[Opening Supplied material section]
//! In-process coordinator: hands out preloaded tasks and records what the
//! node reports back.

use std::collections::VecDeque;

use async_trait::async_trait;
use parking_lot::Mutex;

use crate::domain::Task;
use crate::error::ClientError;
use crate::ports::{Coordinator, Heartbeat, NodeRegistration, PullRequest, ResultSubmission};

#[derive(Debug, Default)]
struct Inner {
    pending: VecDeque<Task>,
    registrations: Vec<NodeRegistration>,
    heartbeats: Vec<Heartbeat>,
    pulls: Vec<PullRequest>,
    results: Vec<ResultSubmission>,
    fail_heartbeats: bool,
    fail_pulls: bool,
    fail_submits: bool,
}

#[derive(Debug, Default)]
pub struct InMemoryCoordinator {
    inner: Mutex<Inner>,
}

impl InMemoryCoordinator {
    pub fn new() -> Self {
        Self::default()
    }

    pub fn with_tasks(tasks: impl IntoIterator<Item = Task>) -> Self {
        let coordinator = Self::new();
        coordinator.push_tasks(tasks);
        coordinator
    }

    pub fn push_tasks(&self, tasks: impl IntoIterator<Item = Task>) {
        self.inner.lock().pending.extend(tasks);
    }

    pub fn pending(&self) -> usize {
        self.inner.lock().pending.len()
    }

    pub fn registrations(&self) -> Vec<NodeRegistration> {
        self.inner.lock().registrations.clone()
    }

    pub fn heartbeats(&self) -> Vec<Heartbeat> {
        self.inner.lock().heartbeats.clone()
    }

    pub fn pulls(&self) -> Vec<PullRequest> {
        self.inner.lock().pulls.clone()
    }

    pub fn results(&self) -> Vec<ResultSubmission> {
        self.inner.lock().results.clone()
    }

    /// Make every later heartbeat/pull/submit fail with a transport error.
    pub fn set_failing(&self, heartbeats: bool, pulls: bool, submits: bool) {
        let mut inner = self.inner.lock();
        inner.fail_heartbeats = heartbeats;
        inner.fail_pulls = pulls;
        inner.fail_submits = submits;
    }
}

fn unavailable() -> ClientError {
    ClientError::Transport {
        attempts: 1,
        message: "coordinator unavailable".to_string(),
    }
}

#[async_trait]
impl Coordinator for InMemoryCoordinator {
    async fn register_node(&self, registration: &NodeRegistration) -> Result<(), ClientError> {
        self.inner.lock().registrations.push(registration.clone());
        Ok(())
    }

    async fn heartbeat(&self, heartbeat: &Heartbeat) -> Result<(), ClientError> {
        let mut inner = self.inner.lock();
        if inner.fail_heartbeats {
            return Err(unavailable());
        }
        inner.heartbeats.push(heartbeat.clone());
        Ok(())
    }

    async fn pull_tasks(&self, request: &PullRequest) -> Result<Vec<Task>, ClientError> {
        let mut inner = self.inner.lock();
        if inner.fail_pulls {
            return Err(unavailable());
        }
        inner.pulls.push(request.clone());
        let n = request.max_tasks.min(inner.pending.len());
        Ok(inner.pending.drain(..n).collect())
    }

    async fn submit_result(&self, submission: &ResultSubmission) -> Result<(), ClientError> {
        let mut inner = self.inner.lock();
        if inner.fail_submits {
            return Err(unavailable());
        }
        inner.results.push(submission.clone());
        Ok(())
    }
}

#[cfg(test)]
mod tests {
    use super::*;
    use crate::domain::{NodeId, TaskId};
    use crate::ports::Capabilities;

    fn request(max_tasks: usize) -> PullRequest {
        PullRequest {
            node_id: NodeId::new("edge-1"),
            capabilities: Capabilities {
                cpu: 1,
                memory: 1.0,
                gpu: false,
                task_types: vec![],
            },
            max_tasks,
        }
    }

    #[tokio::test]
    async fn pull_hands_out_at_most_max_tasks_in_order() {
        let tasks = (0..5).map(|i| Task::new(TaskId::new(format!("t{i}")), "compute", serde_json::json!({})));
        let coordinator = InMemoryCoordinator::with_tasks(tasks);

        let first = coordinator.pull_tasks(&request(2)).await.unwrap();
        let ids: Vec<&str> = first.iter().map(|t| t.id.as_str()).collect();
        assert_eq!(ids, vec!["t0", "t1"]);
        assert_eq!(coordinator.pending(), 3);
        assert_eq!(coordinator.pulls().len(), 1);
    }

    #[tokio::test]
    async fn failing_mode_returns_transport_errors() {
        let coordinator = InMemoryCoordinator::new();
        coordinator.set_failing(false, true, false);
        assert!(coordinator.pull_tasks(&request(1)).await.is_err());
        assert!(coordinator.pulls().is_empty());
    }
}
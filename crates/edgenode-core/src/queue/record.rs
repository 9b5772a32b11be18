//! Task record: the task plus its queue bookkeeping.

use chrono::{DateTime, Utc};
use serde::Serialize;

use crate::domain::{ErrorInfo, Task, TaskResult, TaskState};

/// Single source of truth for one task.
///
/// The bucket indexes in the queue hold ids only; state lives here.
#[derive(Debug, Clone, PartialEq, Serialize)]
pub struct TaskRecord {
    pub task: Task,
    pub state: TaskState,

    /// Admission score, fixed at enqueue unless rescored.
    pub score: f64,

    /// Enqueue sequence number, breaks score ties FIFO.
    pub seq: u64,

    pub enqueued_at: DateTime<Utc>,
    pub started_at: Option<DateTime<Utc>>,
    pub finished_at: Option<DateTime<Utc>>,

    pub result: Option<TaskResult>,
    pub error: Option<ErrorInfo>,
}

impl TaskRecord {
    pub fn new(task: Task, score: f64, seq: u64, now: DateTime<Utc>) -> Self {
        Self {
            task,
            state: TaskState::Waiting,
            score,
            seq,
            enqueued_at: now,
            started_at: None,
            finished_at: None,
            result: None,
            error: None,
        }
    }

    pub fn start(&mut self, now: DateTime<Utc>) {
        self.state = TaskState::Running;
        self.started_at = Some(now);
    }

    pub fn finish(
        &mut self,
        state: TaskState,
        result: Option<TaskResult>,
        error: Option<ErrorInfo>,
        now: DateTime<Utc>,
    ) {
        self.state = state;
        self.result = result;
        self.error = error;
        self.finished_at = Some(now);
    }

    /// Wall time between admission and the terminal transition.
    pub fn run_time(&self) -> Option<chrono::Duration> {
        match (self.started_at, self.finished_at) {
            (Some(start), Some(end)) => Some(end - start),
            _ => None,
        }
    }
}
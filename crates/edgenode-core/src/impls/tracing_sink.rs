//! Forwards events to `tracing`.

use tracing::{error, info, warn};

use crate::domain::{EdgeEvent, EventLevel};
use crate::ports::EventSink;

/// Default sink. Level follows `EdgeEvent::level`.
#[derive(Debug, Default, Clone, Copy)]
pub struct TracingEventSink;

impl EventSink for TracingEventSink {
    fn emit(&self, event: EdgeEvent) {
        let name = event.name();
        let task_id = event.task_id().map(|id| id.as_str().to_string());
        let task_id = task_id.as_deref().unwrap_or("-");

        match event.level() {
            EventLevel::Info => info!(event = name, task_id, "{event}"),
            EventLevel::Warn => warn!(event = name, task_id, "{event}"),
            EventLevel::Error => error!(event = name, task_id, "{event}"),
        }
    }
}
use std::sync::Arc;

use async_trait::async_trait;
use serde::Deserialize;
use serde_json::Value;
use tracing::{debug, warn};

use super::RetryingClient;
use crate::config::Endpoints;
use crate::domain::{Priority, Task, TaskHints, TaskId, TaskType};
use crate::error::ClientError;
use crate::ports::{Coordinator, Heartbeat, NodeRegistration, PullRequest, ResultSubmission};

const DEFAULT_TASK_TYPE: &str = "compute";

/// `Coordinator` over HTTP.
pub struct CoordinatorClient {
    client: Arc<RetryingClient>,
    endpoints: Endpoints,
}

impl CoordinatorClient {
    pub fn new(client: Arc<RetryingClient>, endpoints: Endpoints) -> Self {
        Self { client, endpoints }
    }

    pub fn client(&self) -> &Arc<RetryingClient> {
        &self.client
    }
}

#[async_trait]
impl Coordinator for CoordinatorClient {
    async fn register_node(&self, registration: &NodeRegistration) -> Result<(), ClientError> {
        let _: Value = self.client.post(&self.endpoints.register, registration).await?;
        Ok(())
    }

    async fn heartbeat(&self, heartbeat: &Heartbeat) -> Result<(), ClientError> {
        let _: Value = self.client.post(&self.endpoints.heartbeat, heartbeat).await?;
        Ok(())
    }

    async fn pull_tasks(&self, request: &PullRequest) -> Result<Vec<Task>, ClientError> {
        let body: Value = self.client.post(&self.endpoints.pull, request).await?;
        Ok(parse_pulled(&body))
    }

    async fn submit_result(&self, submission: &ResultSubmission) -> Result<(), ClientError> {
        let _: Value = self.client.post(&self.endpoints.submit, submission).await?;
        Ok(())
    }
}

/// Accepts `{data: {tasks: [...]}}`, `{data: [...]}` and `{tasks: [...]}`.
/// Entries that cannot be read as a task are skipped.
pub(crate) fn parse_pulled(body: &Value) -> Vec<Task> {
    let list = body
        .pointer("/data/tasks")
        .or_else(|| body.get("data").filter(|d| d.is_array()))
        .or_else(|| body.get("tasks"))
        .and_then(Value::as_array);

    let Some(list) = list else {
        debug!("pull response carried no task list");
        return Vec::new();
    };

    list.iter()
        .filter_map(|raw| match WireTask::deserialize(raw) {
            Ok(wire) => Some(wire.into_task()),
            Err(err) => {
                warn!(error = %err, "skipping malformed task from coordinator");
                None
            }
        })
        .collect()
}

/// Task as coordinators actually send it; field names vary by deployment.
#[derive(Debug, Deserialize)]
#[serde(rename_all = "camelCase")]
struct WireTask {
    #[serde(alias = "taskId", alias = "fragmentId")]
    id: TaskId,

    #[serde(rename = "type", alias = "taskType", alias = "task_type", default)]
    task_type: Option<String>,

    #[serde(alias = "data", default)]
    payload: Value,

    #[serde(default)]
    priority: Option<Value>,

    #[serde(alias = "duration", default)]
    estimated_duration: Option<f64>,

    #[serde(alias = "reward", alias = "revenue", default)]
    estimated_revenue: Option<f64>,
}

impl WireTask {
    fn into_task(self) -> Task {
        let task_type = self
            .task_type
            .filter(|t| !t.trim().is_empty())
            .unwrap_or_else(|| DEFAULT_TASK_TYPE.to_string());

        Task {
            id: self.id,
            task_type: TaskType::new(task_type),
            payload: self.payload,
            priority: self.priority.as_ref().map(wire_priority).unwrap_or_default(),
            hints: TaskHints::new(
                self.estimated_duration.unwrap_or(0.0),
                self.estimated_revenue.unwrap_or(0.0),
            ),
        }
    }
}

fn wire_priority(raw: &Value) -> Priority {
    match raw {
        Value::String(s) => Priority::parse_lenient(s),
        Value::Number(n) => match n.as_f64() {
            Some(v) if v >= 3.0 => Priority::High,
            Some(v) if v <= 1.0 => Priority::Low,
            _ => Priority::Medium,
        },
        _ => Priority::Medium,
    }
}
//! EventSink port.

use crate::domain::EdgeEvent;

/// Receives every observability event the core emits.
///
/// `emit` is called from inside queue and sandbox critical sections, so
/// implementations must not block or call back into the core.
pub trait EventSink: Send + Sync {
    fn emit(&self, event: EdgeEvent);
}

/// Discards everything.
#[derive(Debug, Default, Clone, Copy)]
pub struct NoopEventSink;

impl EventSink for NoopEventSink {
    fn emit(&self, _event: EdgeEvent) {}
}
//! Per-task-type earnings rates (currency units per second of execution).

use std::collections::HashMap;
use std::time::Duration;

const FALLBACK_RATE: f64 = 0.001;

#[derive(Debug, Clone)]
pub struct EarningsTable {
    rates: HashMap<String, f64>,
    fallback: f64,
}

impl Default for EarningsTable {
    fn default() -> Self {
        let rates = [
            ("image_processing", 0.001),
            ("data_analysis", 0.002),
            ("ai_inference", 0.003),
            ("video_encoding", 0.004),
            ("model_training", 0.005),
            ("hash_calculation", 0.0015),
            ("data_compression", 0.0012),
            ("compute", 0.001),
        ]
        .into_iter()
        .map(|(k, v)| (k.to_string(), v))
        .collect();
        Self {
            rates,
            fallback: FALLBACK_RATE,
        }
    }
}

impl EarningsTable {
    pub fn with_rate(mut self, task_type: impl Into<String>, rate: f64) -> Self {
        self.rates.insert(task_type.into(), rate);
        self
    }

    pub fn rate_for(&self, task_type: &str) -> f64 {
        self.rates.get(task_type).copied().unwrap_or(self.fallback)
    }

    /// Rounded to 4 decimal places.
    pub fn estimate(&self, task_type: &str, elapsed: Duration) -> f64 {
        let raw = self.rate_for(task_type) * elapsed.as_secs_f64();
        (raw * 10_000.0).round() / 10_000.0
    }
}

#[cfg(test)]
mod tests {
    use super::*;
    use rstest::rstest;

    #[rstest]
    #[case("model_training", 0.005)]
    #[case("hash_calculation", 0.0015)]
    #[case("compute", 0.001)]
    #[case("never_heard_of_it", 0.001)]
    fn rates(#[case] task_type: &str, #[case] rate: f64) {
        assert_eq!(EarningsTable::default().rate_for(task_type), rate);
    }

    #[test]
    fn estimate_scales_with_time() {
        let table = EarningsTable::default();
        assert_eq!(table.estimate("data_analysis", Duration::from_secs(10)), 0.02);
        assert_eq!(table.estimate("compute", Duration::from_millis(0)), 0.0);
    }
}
[Closing Supplied material section]
▸ **Work to complete**
Go through the data and count each line that has the word "Mutex", then give the total alone.

▸ **Exercise result**
2